[[ Data extracts, beginning ]]
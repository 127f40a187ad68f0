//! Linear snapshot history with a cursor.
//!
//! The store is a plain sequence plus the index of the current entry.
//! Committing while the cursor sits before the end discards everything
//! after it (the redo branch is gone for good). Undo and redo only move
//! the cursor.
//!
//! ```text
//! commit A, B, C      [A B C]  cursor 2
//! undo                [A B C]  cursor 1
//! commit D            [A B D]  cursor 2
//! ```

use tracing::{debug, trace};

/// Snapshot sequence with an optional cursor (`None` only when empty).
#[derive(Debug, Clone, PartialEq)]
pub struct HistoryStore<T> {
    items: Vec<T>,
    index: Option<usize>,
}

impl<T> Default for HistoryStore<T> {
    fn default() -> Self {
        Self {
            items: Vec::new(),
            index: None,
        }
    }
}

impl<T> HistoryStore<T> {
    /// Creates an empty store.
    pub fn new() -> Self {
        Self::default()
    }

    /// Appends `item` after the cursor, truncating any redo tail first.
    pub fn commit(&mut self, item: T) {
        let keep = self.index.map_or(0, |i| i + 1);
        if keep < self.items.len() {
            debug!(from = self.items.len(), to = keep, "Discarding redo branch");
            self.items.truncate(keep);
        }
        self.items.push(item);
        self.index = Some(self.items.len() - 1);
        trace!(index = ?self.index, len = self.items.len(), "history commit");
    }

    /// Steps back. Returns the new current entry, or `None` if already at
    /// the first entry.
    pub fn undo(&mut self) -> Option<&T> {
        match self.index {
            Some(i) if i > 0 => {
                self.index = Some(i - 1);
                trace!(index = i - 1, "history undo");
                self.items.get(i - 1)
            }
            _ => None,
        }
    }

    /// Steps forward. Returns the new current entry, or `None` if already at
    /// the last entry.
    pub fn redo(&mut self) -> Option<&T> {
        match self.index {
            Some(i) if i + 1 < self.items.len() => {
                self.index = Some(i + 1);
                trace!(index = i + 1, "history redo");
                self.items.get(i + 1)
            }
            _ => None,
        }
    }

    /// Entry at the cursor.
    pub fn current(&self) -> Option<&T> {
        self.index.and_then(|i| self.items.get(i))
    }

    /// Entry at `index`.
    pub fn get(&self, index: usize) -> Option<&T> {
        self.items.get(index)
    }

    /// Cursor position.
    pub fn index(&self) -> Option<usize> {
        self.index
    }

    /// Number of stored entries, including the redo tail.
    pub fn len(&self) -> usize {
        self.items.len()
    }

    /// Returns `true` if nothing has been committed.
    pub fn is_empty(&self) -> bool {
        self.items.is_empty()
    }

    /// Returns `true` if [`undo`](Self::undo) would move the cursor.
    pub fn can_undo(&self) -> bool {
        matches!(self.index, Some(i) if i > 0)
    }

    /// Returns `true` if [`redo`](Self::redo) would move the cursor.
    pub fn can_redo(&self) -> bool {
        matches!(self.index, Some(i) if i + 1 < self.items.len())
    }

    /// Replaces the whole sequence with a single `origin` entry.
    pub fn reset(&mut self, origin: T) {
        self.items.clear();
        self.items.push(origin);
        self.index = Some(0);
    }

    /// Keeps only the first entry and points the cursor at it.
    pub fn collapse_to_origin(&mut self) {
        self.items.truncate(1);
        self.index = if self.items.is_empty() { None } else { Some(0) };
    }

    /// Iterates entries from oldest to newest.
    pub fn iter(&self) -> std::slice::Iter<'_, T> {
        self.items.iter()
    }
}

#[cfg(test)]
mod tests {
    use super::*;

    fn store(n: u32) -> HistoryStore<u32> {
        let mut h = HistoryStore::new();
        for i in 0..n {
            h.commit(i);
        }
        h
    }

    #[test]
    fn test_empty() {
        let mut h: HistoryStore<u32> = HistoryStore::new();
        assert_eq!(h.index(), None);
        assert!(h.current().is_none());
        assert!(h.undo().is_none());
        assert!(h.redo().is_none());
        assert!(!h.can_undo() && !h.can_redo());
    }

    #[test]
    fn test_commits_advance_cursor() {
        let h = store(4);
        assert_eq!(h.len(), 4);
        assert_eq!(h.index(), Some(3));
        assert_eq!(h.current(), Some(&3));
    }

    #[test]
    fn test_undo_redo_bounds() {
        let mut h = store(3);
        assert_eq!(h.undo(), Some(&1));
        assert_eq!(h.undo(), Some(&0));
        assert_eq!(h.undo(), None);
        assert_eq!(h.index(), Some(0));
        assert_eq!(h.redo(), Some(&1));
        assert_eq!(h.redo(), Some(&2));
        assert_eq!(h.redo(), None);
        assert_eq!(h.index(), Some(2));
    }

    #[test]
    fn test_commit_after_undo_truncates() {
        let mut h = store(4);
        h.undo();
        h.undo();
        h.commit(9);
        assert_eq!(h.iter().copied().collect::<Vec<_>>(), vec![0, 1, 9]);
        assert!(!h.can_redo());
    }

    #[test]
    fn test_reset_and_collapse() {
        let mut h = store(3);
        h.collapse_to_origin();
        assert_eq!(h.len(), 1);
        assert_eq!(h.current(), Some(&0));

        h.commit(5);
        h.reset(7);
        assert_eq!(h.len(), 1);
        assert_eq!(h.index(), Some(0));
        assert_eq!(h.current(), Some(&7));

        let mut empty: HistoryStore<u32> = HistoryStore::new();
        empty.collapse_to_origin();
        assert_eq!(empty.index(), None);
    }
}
[[ Data extracts, end ]]
[[ Data extracts, beginning ]]
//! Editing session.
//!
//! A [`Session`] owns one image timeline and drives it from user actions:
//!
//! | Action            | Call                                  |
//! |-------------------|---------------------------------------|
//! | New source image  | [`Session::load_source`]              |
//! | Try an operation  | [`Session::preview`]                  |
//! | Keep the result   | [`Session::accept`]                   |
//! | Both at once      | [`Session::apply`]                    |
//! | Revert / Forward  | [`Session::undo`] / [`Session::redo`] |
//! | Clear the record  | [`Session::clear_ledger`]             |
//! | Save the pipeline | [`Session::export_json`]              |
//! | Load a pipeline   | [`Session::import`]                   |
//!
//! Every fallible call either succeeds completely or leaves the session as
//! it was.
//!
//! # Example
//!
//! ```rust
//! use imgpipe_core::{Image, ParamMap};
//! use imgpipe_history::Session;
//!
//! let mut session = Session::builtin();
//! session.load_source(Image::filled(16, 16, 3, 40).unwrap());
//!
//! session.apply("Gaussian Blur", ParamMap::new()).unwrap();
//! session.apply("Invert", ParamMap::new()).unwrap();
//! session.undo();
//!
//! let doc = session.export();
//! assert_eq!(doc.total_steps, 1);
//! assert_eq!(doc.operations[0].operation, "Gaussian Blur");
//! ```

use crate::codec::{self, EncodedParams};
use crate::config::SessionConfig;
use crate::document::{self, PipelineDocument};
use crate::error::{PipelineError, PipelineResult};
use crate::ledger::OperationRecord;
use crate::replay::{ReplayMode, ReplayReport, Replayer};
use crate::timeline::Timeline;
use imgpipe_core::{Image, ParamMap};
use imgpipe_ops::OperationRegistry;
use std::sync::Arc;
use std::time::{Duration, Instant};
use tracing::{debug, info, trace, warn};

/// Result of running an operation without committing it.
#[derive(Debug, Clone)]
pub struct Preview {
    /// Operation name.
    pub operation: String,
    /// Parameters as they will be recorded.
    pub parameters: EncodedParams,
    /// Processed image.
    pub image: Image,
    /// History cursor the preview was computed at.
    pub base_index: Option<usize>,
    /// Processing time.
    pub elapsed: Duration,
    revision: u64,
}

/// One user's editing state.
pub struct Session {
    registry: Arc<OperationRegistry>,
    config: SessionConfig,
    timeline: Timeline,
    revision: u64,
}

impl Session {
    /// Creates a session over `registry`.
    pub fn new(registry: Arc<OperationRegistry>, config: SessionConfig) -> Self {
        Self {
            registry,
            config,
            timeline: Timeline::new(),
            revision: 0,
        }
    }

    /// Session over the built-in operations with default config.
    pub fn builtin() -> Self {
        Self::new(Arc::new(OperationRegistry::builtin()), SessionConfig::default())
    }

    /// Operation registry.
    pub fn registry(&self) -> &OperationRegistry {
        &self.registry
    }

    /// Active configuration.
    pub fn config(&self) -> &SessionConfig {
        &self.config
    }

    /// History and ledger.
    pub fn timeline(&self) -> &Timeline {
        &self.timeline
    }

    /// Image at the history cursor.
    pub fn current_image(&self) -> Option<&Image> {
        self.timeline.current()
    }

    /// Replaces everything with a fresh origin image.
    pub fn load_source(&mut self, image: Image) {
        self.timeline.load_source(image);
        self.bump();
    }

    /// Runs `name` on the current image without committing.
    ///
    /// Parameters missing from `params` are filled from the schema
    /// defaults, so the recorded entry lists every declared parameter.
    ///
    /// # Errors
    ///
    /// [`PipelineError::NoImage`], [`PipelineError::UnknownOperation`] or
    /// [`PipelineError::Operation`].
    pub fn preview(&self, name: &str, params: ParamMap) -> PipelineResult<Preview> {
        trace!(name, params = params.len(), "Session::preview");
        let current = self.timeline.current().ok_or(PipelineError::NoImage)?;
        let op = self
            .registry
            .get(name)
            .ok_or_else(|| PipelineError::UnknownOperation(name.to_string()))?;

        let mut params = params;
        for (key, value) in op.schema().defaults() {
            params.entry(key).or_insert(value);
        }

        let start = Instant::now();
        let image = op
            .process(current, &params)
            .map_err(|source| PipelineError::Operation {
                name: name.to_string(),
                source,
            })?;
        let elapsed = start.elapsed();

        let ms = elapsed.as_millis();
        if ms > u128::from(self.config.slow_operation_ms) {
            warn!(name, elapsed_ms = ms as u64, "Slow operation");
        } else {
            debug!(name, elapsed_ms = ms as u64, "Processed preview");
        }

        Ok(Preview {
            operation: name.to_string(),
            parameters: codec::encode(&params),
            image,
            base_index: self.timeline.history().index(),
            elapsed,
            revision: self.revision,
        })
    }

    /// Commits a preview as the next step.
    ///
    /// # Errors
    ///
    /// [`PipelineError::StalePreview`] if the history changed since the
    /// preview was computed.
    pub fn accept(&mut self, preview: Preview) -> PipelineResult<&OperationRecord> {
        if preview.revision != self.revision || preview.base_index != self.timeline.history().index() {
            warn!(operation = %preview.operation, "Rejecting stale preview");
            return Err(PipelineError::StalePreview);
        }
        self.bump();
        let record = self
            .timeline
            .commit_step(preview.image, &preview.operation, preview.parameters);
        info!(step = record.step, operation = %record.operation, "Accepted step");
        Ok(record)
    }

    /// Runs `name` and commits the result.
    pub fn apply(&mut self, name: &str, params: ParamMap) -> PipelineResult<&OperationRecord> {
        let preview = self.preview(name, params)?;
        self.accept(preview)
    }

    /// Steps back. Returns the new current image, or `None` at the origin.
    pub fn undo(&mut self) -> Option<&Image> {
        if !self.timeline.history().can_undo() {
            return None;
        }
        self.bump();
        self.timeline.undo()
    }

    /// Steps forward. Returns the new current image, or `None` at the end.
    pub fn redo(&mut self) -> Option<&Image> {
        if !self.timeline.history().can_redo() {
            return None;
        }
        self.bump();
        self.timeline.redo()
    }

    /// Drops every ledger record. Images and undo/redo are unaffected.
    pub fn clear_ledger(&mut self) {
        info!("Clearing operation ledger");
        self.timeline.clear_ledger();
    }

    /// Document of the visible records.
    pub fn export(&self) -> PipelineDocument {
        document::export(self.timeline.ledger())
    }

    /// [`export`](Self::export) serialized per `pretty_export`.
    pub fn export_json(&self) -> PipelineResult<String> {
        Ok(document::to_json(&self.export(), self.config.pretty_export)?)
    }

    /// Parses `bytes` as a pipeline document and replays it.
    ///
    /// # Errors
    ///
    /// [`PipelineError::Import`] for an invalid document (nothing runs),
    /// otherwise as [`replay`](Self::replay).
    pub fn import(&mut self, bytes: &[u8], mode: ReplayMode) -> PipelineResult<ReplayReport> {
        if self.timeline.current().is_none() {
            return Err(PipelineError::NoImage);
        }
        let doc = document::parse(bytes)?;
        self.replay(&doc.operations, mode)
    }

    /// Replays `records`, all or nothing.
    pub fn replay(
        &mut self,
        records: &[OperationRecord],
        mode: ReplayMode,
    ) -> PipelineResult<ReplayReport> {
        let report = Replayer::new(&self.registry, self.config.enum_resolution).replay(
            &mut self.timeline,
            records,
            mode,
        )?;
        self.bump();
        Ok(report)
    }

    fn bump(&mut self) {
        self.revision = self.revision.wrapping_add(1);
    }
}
[[ Data extracts, end ]]
[[ Data extracts, beginning ]]
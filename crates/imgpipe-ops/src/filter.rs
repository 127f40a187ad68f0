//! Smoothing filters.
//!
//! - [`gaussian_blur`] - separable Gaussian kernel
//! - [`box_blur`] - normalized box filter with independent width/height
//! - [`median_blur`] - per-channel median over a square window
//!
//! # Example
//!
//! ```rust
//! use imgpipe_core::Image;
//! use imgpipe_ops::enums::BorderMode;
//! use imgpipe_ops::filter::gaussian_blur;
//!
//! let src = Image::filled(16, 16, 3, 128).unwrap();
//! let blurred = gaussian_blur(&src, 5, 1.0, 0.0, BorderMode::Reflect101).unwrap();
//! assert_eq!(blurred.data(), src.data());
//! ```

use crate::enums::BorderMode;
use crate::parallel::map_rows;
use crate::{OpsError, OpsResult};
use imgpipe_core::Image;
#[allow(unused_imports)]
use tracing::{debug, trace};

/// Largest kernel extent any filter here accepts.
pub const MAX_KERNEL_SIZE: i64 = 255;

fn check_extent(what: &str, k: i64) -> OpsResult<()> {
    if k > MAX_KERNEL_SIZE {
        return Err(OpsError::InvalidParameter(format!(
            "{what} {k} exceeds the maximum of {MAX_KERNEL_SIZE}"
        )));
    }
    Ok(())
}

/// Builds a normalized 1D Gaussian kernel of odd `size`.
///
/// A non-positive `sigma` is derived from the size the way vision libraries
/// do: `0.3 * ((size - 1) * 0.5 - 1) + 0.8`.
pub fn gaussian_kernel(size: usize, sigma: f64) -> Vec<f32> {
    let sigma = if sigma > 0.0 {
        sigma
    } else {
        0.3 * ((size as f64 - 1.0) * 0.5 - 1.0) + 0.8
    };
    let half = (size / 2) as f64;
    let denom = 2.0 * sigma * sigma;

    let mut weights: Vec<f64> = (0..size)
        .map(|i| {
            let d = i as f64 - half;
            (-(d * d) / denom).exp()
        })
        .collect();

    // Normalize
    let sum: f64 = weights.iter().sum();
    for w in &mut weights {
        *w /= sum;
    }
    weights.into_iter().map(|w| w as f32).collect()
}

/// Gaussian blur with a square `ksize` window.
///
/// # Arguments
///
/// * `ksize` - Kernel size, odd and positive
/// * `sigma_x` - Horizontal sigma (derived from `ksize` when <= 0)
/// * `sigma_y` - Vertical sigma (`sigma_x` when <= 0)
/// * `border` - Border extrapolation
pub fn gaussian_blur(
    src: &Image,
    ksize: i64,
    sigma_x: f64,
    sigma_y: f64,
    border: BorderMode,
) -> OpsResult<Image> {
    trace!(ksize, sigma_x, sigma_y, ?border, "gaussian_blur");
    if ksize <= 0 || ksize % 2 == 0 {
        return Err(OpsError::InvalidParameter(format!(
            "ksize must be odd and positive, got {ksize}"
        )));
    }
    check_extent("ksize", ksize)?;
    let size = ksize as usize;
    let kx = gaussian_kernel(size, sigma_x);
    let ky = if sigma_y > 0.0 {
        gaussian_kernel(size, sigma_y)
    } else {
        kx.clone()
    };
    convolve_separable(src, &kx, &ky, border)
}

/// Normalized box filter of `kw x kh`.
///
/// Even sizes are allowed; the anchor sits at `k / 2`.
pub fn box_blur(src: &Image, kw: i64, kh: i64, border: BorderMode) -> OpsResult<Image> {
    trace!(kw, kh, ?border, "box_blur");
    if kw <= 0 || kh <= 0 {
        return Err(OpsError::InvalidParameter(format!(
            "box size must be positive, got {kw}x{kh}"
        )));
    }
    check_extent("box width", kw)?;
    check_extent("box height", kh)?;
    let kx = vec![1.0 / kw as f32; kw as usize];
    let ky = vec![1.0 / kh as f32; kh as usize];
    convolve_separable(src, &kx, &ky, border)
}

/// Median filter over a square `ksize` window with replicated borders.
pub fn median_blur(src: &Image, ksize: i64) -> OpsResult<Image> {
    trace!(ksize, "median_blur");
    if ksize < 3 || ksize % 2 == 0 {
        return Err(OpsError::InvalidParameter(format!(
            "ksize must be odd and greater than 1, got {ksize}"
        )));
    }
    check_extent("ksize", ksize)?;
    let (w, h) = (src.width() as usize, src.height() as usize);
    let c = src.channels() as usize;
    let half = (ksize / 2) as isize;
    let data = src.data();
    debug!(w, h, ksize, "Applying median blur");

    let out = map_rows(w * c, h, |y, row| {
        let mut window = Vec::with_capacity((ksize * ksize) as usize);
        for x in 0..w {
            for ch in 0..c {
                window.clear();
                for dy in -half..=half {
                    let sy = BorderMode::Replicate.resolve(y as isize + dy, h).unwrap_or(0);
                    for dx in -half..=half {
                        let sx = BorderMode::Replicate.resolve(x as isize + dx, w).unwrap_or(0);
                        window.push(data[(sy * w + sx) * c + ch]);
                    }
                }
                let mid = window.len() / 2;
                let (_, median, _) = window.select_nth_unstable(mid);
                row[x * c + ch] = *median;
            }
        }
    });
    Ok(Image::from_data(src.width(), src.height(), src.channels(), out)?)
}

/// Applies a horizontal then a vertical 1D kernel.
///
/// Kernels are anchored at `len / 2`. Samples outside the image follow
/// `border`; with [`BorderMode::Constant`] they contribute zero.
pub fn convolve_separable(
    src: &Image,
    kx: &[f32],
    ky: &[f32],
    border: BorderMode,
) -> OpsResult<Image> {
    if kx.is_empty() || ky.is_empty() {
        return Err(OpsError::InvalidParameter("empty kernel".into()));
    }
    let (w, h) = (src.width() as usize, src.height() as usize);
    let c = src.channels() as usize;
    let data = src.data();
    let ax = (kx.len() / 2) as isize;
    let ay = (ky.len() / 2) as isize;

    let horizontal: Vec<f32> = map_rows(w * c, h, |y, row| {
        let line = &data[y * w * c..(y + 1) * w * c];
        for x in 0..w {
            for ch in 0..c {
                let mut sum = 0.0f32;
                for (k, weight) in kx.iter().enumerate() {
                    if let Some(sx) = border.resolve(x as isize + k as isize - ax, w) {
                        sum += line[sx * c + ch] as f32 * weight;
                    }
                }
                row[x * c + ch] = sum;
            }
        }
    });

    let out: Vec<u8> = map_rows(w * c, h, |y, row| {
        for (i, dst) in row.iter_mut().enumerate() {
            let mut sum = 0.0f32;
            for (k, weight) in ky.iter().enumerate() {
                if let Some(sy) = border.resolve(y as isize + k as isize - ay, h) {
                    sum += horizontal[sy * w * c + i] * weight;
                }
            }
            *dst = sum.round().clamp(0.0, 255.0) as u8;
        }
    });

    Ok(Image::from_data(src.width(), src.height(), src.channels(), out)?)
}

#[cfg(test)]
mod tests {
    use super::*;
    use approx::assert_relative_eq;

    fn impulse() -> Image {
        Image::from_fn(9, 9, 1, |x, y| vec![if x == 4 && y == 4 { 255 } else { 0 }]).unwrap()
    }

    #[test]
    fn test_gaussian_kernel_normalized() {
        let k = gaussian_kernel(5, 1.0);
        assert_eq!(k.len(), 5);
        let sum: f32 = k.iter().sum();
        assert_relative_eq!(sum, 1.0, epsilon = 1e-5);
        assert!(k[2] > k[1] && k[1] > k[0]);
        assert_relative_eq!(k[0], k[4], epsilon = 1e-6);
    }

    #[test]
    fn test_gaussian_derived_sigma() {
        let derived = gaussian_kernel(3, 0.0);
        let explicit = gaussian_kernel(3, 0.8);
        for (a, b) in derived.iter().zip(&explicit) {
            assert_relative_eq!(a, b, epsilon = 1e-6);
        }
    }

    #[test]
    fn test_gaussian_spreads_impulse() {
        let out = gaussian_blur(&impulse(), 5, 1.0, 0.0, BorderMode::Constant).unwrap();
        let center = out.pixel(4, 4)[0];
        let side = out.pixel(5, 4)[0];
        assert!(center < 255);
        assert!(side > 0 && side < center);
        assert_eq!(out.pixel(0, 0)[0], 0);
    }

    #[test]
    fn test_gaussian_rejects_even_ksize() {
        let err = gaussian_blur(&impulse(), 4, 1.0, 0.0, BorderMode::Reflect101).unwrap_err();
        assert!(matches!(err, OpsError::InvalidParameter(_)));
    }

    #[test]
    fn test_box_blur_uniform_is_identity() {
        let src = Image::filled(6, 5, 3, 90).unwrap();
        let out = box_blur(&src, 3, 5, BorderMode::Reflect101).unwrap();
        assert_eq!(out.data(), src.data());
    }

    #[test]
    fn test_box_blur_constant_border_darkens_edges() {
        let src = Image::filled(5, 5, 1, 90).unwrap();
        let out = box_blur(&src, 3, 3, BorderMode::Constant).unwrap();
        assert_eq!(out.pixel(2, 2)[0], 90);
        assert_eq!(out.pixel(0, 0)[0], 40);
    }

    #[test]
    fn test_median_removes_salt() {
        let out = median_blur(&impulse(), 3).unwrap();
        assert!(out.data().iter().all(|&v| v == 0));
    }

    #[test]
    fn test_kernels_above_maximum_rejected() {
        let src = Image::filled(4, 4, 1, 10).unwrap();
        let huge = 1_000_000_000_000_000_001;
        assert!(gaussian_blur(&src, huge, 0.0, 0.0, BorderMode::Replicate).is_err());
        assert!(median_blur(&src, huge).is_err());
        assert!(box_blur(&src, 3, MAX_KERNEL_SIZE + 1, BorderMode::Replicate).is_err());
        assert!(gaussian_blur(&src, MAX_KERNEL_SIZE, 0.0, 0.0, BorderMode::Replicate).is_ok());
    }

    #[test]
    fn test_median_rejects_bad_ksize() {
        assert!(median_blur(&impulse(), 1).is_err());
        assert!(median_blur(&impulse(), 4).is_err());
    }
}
[[ Data extracts, end ]]
### What to work on
Wherever a line of the data above contains "records", copy that line.

### Final answer
    /// Document of the visible records.
    /// Replays `records`, all or nothing.
        records: &[OperationRecord],
            records,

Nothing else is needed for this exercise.